Als Anhänger des linken Flügels der SPD hatte der Fürther Stadtrat Rudi Lindner schwer zu schlucken, als Helmut Schmidt auf den umstrittenen Nato-Doppelbeschluss drängte. Doch die Enttäuschung war vorübergehend, Lindner hat sich innerlich längst mit Schmidt versöhnt: „Die positive Seite hat immer überwogen. Er war ein Staatsmann und durch und durch Sozialdemokrat.“ Auch als Altkanzler habe er Schmidt bewundert, zum Beispiel als er erklärte, dass der Afghanistan-Krieg nicht zu gewinnen sei.

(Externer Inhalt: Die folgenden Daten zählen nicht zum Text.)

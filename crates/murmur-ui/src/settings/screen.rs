//! The screen read surface over a descriptor tree.
//!
//! A [`SettingsScreen`] binds a root group and answers the questions a
//! table-style renderer asks: how many sections, how many rows, what goes in
//! a row, what happens when a row is tapped. Indices address the *visible*
//! tree; hidden sections and cells do not occupy positions.

use std::fmt;

use murmur_ui_core::murmur_debug;

use super::cell::CellDescriptor;
use super::group::{GroupDescriptor, GroupStyle};
use super::labels::PropertyValue;
use super::section::SectionDescriptor;

/// Receives a cell's content when a row is bound.
pub trait RowView {
    /// Set the row's title text.
    fn set_title(&mut self, title: &str);

    /// Set the row's value text (the trailing detail label).
    fn set_value(&mut self, value: &str);
}

/// A plain-text [`RowView`], used by hosts that render text rows and by
/// tests.
#[derive(Debug, Clone, Default, PartialEq, Eq)]
pub struct TextRow {
    title: String,
    value: String,
}

impl TextRow {
    /// The bound title text.
    pub fn title(&self) -> &str {
        &self.title
    }

    /// The bound value text.
    pub fn value(&self) -> &str {
        &self.value
    }
}

impl RowView for TextRow {
    fn set_title(&mut self, title: &str) {
        self.title = title.to_owned();
    }

    fn set_value(&mut self, value: &str) {
        self.value = value.to_owned();
    }
}

/// A settings screen bound to a root group.
#[derive(Clone)]
pub struct SettingsScreen {
    root: GroupDescriptor,
}

impl SettingsScreen {
    /// Create a screen presenting `root`.
    pub fn new(root: GroupDescriptor) -> Self {
        Self { root }
    }

    /// The root group.
    pub fn root(&self) -> &GroupDescriptor {
        &self.root
    }

    /// The screen title, taken from the root group.
    pub fn title(&self) -> &str {
        self.root.title()
    }

    /// The screen style, taken from the root group.
    pub fn style(&self) -> GroupStyle {
        self.root.style()
    }

    /// Number of visible sections.
    pub fn section_count(&self) -> usize {
        self.root.visible_items().len()
    }

    /// The visible section at `section`, if in range.
    pub fn section_at(&self, section: usize) -> Option<&SectionDescriptor> {
        self.root.visible_items().get(section).copied()
    }

    /// Number of visible rows in the visible section at `section`.
    pub fn row_count(&self, section: usize) -> Option<usize> {
        Some(self.section_at(section)?.visible_cell_descriptors().len())
    }

    /// The cell behind the visible row at (`section`, `row`).
    pub fn cell_at(&self, section: usize, row: usize) -> Option<&CellDescriptor> {
        self.section_at(section)?
            .visible_cell_descriptors()
            .get(row)
            .copied()
    }

    /// Bind the cell at (`section`, `row`) into `view`. Returns `false` if
    /// the position is out of range.
    pub fn bind_row(&self, section: usize, row: usize, view: &mut dyn RowView) -> bool {
        match self.cell_at(section, row) {
            Some(cell) => {
                cell.feature_cell(view);
                true
            }
            None => false,
        }
    }

    /// Activate the row at (`section`, `row`), delegating to the cell's
    /// `select`. Returns `false` if the position is out of range.
    pub fn activate_row(
        &self,
        section: usize,
        row: usize,
        value: Option<PropertyValue>,
    ) -> bool {
        let Some(cell) = self.cell_at(section, row) else {
            murmur_debug!(
                "row activation out of range: section={section} row={row} screen={}",
                self.title()
            );
            return false;
        };
        cell.select(value);
        true
    }
}

impl fmt::Debug for SettingsScreen {
    fn fmt(&self, f: &mut fmt::Formatter<'_>) -> fmt::Result {
        f.debug_struct("SettingsScreen")
            .field("root", &self.root)
            .finish()
    }
}

#[cfg(test)]
mod tests {
    use super::*;
    use crate::settings::cell::PlainCell;

    fn screen() -> SettingsScreen {
        let root = GroupDescriptor::new(
            "Privacy",
            vec![
                SectionDescriptor::new(vec![
                    CellDescriptor::Plain(PlainCell::new("Read Receipts")),
                    CellDescriptor::Plain(PlainCell::new("Last Seen").with_visible(false)),
                    CellDescriptor::Plain(PlainCell::new("Typing Indicators")),
                ]),
                SectionDescriptor::new(vec![CellDescriptor::Plain(PlainCell::new("Hidden"))])
                    .with_predicate(|_| false),
                SectionDescriptor::new(vec![CellDescriptor::Plain(PlainCell::new("Passcode"))]),
            ],
        );
        SettingsScreen::new(root)
    }

    #[test]
    fn indices_address_the_visible_tree() {
        let screen = screen();
        assert_eq!(screen.section_count(), 2);
        assert_eq!(screen.row_count(0), Some(2));
        assert_eq!(screen.row_count(1), Some(1));
        assert_eq!(screen.row_count(2), None);

        // Hidden cell does not occupy a row position.
        assert_eq!(screen.cell_at(0, 1).map(|c| c.title()), Some("Typing Indicators"));
        assert_eq!(screen.cell_at(1, 0).map(|c| c.title()), Some("Passcode"));
    }

    #[test]
    fn bind_row_populates_the_view() {
        let screen = screen();
        let mut row = TextRow::default();
        assert!(screen.bind_row(0, 0, &mut row));
        assert_eq!(row.title(), "Read Receipts");

        assert!(!screen.bind_row(5, 0, &mut row));
    }

    #[test]
    fn activate_out_of_range_is_rejected() {
        let screen = screen();
        assert!(!screen.activate_row(0, 9, None));
        assert!(screen.activate_row(0, 0, None));
    }
}
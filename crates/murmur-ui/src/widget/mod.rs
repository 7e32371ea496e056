//! The widget system.
//!
//! This module provides:
//! - The core [`Widget`] trait and [`WidgetBase`] implementation
//! - Widget events with accept/ignore semantics
//! - Size hints and policies for layout negotiation
//! - The [`Painter`](painting::Painter) seam to the host renderer
//! - Animation primitives and the built-in widgets

pub mod animation;
pub mod base;
pub mod events;
pub mod geometry;
pub mod painting;
pub mod traits;
pub mod widgets;

pub use base::WidgetBase;
pub use events::{EventBase, HideEvent, ShowEvent, TimerEvent, WidgetEvent};
pub use geometry::{SizeHint, SizePolicy, SizePolicyPair};
pub use painting::{DrawCommand, Painter, RecordingPainter};
pub use traits::{PaintContext, Widget};
pub use widgets::LoadingIndicator;
//! Core systems for the Murmur client UI.
//!
//! This crate provides the foundational components shared by the Murmur
//! widget and settings layers:
//!
//! - **Object Model**: Non-owning [`ObjectId`] handles and the parent-child
//!   registry behind every upward "back-reference" in the UI tree
//! - **Signal/Slot System**: Type-safe change notification with RAII
//!   connection guards
//! - **Timers**: One-shot and repeating timers for a host event loop to drive
//! - **App Lifecycle**: Resume/suspend notifications that animated widgets
//!   subscribe to
//!
//! # Signal/Slot Example
//!
//! ```
//! use murmur_ui_core::Signal;
//!
//! let value_changed = Signal::<i32>::new();
//!
//! let conn_id = value_changed.connect(|value| {
//!     println!("Value changed to: {}", value);
//! });
//!
//! value_changed.emit(42);
//! value_changed.disconnect(conn_id);
//! ```

mod error;
mod lifecycle;
pub mod logging;
pub mod object;
pub mod signal;
mod timer;

pub use error::{CoreError, Result, TimerError};
pub use lifecycle::AppLifecycle;
pub use logging::PerfSpan;
pub use object::{
    Object, ObjectBase, ObjectError, ObjectId, ObjectRegistry, ObjectResult, SharedObjectRegistry,
    global_registry, init_global_registry,
};
pub use signal::{ConnectionGuard, ConnectionId, Signal};
pub use timer::{SharedTimerManager, TimerId, TimerKind, TimerManager};
use serde::{Deserialize, Serialize};

use super::form::{FormField, FormValues, ValidationError};
use super::{Column, Entity};
use crate::listview::{FieldMap, ListConfig};

#[derive(Debug, Clone, PartialEq, Serialize, Deserialize)]
pub struct Program {
  pub program_code: String,
  pub program_name: String,
  #[serde(default)]
  pub college_code: Option<String>,
}

#[derive(Debug, Clone, PartialEq, Serialize)]
pub struct ProgramPayload {
  pub program_code: String,
  pub program_name: String,
  pub college_code: String,
}

/// The programs collection
pub struct Programs;

impl Entity for Programs {
  type Record = Program;
  type Payload = ProgramPayload;

  const TITLE: &'static str = "Programs";
  const SINGULAR: &'static str = "Program";
  const PATH: &'static str = "programs";
  const LIST: ListConfig = ListConfig {
    namespace: "programs",
    sort_fields: &[
      FieldMap::new("code", "program_code"),
      FieldMap::new("name", "program_name"),
      FieldMap::new("college", "college_code"),
    ],
    filter_fields: &[],
  };
  const COLUMNS: &'static [Column] = &[
    Column::new("Code", "code", 10),
    Column::new("Name", "name", 40),
    Column::new("College", "college", 8),
  ];
  const FORM: &'static [FormField] = &[
    FormField::text("program_code", "Program Code", 16),
    FormField::text("program_name", "Program Name", 128),
    FormField::lookup("college_code", "College", "colleges"),
  ];
  const CONFLICT_MESSAGE: &'static str = "Program code already exists.";
  const DEPENDENTS: &'static [&'static str] = &["students"];

  fn id(record: &Program) -> &str {
    &record.program_code
  }

  fn cells(record: &Program) -> Vec<String> {
    vec![
      record.program_code.clone(),
      record.program_name.clone(),
      record.college_code.clone().unwrap_or_else(|| "None".into()),
    ]
  }

  fn form_values(record: &Program) -> Vec<String> {
    vec![
      record.program_code.clone(),
      record.program_name.clone(),
      record.college_code.clone().unwrap_or_default(),
    ]
  }

  fn payload(values: &FormValues) -> Result<ProgramPayload, ValidationError> {
    Ok(ProgramPayload {
      program_code: values.text("program_code"),
      program_name: values.text("program_name"),
      college_code: values.text("college_code"),
    })
  }
}
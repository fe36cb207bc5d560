use super::KeyResult;
use crate::entity::{FilterDef, FilterOptions};
use crate::listview::Filters;
use crate::ui::renderfns::centered_rect;
use crossterm::event::{KeyCode, KeyEvent};
use ratatui::prelude::*;
use ratatui::widgets::{Block, Borders, Clear, Paragraph};
use std::collections::BTreeSet;

/// Events emitted by the filter picker that parent needs to handle
#[derive(Debug, Clone, PartialEq, Eq)]
pub enum FilterPickerEvent {
  /// Enter pressed with these selections
  Applied(Filters),
  Cancelled,
}

#[derive(Debug, Clone)]
struct FilterGroup {
  name: &'static str,
  label: &'static str,
  /// Namespace whose codes fill `options`, if any
  lookup: Option<&'static str>,
  options: Vec<String>,
  selected: BTreeSet<String>,
}

/// Multi-select picker over an entity's filters.
///
/// `j`/`k` move across every option of every filter, Space toggles, `c`
/// clears all, Enter applies.
#[derive(Debug, Clone, Default)]
pub struct FilterPicker {
  active: bool,
  groups: Vec<FilterGroup>,
  /// Index into the flattened options
  cursor: usize,
}

impl FilterPicker {
  pub fn new() -> Self {
    Self::default()
  }

  pub fn is_active(&self) -> bool {
    self.active
  }

  /// Open with the current filters checked. Lookup options come from
  /// `codes`; missing ones can be filled in later with `set_lookup`.
  pub fn show<'a>(
    &mut self,
    defs: &[FilterDef],
    current: &Filters,
    codes: impl Fn(&str) -> Option<&'a [String]>,
  ) {
    self.groups = defs
      .iter()
      .map(|def| {
        let (lookup, options) = match def.options {
          FilterOptions::Fixed(values) => (None, values.iter().map(|v| v.to_string()).collect()),
          FilterOptions::Lookup(ns) => (Some(ns), codes(ns).map(<[String]>::to_vec).unwrap_or_default()),
        };
        let mut group = FilterGroup {
          name: def.name,
          label: def.label,
          lookup,
          options,
          selected: current.get(def.name).cloned().unwrap_or_default(),
        };
        merge_selected(&mut group);
        group
      })
      .collect();
    self.cursor = 0;
    self.active = true;
  }

  pub fn hide(&mut self) {
    self.active = false;
    self.groups.clear();
    self.cursor = 0;
  }

  /// Replace the options of every filter backed by `namespace`
  pub fn set_lookup(&mut self, namespace: &str, codes: &[String]) {
    for group in &mut self.groups {
      if group.lookup == Some(namespace) {
        group.options = codes.to_vec();
        merge_selected(group);
      }
    }
    self.cursor = self.cursor.min(self.option_count().saturating_sub(1));
  }

  fn option_count(&self) -> usize {
    self.groups.iter().map(|g| g.options.len()).sum()
  }

  /// (group index, option index) of the flattened position `idx`
  fn locate(&self, mut idx: usize) -> Option<(usize, usize)> {
    for (gi, group) in self.groups.iter().enumerate() {
      if idx < group.options.len() {
        return Some((gi, idx));
      }
      idx -= group.options.len();
    }
    None
  }

  fn toggle(&mut self) {
    if let Some((gi, oi)) = self.locate(self.cursor) {
      let group = &mut self.groups[gi];
      let value = group.options[oi].clone();
      if !group.selected.remove(&value) {
        group.selected.insert(value);
      }
    }
  }

  fn selections(&self) -> Filters {
    self
      .groups
      .iter()
      .filter(|g| !g.selected.is_empty())
      .map(|g| (g.name.to_string(), g.selected.clone()))
      .collect()
  }

  pub fn handle_key(&mut self, key: KeyEvent) -> KeyResult<FilterPickerEvent> {
    if !self.active {
      return KeyResult::NotHandled;
    }

    let count = self.option_count();
    match key.code {
      KeyCode::Esc | KeyCode::Char('q') => {
        self.hide();
        KeyResult::Event(FilterPickerEvent::Cancelled)
      }
      KeyCode::Enter => {
        let filters = self.selections();
        self.hide();
        KeyResult::Event(FilterPickerEvent::Applied(filters))
      }
      KeyCode::Char('j') | KeyCode::Down => {
        if count > 0 {
          self.cursor = (self.cursor + 1) % count;
        }
        KeyResult::Handled
      }
      KeyCode::Char('k') | KeyCode::Up => {
        if count > 0 {
          self.cursor = (self.cursor + count - 1) % count;
        }
        KeyResult::Handled
      }
      KeyCode::Char(' ') | KeyCode::Char('x') => {
        self.toggle();
        KeyResult::Handled
      }
      KeyCode::Char('c') => {
        for group in &mut self.groups {
          group.selected.clear();
        }
        KeyResult::Handled
      }
      _ => KeyResult::Handled,
    }
  }

  pub fn render_overlay(&self, frame: &mut Frame, area: Rect) {
    if !self.active {
      return;
    }

    let mut lines = Vec::new();
    let mut cursor_line = 0;
    let mut flat = 0;
    for group in &self.groups {
      lines.push(Line::from(Span::styled(
        group.label,
        Style::default().fg(Color::Yellow).bold(),
      )));
      if group.options.is_empty() {
        lines.push(Line::from(Span::styled(
          "  (loading...)",
          Style::default().fg(Color::DarkGray),
        )));
      }
      for option in &group.options {
        let checked = group.selected.contains(option);
        let mut style = Style::default().fg(if checked { Color::Cyan } else { Color::White });
        if flat == self.cursor {
          style = style.bg(Color::DarkGray);
          cursor_line = lines.len();
        }
        let mark = if checked { "[x]" } else { "[ ]" };
        lines.push(Line::from(Span::styled(format!("  {} {}", mark, option), style)));
        flat += 1;
      }
    }

    let height = (lines.len() as u16 + 3).min(area.height.saturating_sub(2)).max(5);
    let overlay_area = centered_rect(area, 40, height);
    frame.render_widget(Clear, overlay_area);

    let block = Block::default()
      .borders(Borders::ALL)
      .border_style(Style::default().fg(Color::Yellow))
      .title(" Filters ")
      .title_bottom(Line::from(" space toggle · c clear · enter apply ").centered());

    // Keep the cursor in view
    let visible = overlay_area.height.saturating_sub(2) as usize;
    let scroll = cursor_line.saturating_sub(visible.saturating_sub(1));

    frame.render_widget(
      Paragraph::new(lines).block(block).scroll((scroll as u16, 0)),
      overlay_area,
    );
  }
}

/// Selected values missing from the options (e.g. a deleted program) stay visible
fn merge_selected(group: &mut FilterGroup) {
  for value in &group.selected {
    if !group.options.contains(value) {
      group.options.push(value.clone());
    }
  }
}

#[cfg(test)]
mod tests {
  use super::*;
  use crossterm::event::KeyModifiers;

  const DEFS: &[FilterDef] = &[
    FilterDef {
      name: "program",
      label: "Program",
      options: FilterOptions::Lookup("programs"),
    },
    FilterDef {
      name: "year",
      label: "Year Level",
      options: FilterOptions::Fixed(&["1", "2", "3", "4"]),
    },
  ];

  fn key(code: KeyCode) -> KeyEvent {
    KeyEvent::new(code, KeyModifiers::NONE)
  }

  fn no_codes(_: &str) -> Option<&'static [String]> {
    None
  }

  #[test]
  fn test_toggle_and_apply() {
    let mut picker = FilterPicker::new();
    picker.show(DEFS, &Filters::new(), no_codes);

    // Program options not loaded yet, so the cursor starts on year "1"
    picker.handle_key(key(KeyCode::Char(' ')));
    picker.handle_key(key(KeyCode::Char('j')));
    picker.handle_key(key(KeyCode::Char('j')));
    picker.handle_key(key(KeyCode::Char(' ')));

    let mut expected = Filters::new();
    expected.insert("year".into(), BTreeSet::from(["1".to_string(), "3".to_string()]));
    assert_eq!(
      picker.handle_key(key(KeyCode::Enter)),
      KeyResult::Event(FilterPickerEvent::Applied(expected))
    );
    assert!(!picker.is_active());
  }

  #[test]
  fn test_lookup_options_arrive_later() {
    let mut picker = FilterPicker::new();
    let mut current = Filters::new();
    current.insert("program".into(), BTreeSet::from(["BSCS".to_string()]));
    picker.show(DEFS, &current, no_codes);
    assert_eq!(picker.option_count(), 1 + 4);

    picker.set_lookup("programs", &["BSCS".to_string(), "BSIT".to_string()]);
    assert_eq!(picker.option_count(), 2 + 4);

    // Un-check BSCS, check BSIT
    picker.handle_key(key(KeyCode::Char(' ')));
    picker.handle_key(key(KeyCode::Down));
    picker.handle_key(key(KeyCode::Char(' ')));
    match picker.handle_key(key(KeyCode::Enter)) {
      KeyResult::Event(FilterPickerEvent::Applied(filters)) => {
        assert_eq!(filters["program"], BTreeSet::from(["BSIT".to_string()]));
        assert!(!filters.contains_key("year"));
      }
      other => panic!("unexpected {other:?}"),
    }
  }

  #[test]
  fn test_clear_all() {
    let mut picker = FilterPicker::new();
    let mut current = Filters::new();
    current.insert("year".into(), BTreeSet::from(["2".to_string()]));
    picker.show(DEFS, &current, no_codes);
    picker.handle_key(key(KeyCode::Char('c')));
    assert_eq!(
      picker.handle_key(key(KeyCode::Enter)),
      KeyResult::Event(FilterPickerEvent::Applied(Filters::new()))
    );
  }
}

Die frühere Stadträtin Meta Zill schätzte Schmidts offene Worte ebenfalls: „Oft hat er es mit einem hintergründigen Humor gesagt, so dass ihm keiner böse war.“ Sie ahnt: „Es fehlt jetzt irgendwie ein ganz wichtiger Mann, nicht nur der SPD, sondern der Politik überhaupt. Er hat schon viel auf die Finger geschaut. Und er hat allen eine gewisse Orientierung gegeben.“

Nach dem Tod von Altkanzler Helmut Schmidt können Bürger auch vor Ort in Kodolenzlisten einen letzten Gruß notieren und ihre Anteilnahme bekunden. In der Stadt Fürth liegt ein Kondolenzbuch in der Bürgerberatung im Rathaus aus. Die Bibertstadt hat im Bürgeramt im Rathaus an der Fürther Straße 8 eine Kondolenzliste ausgelegt.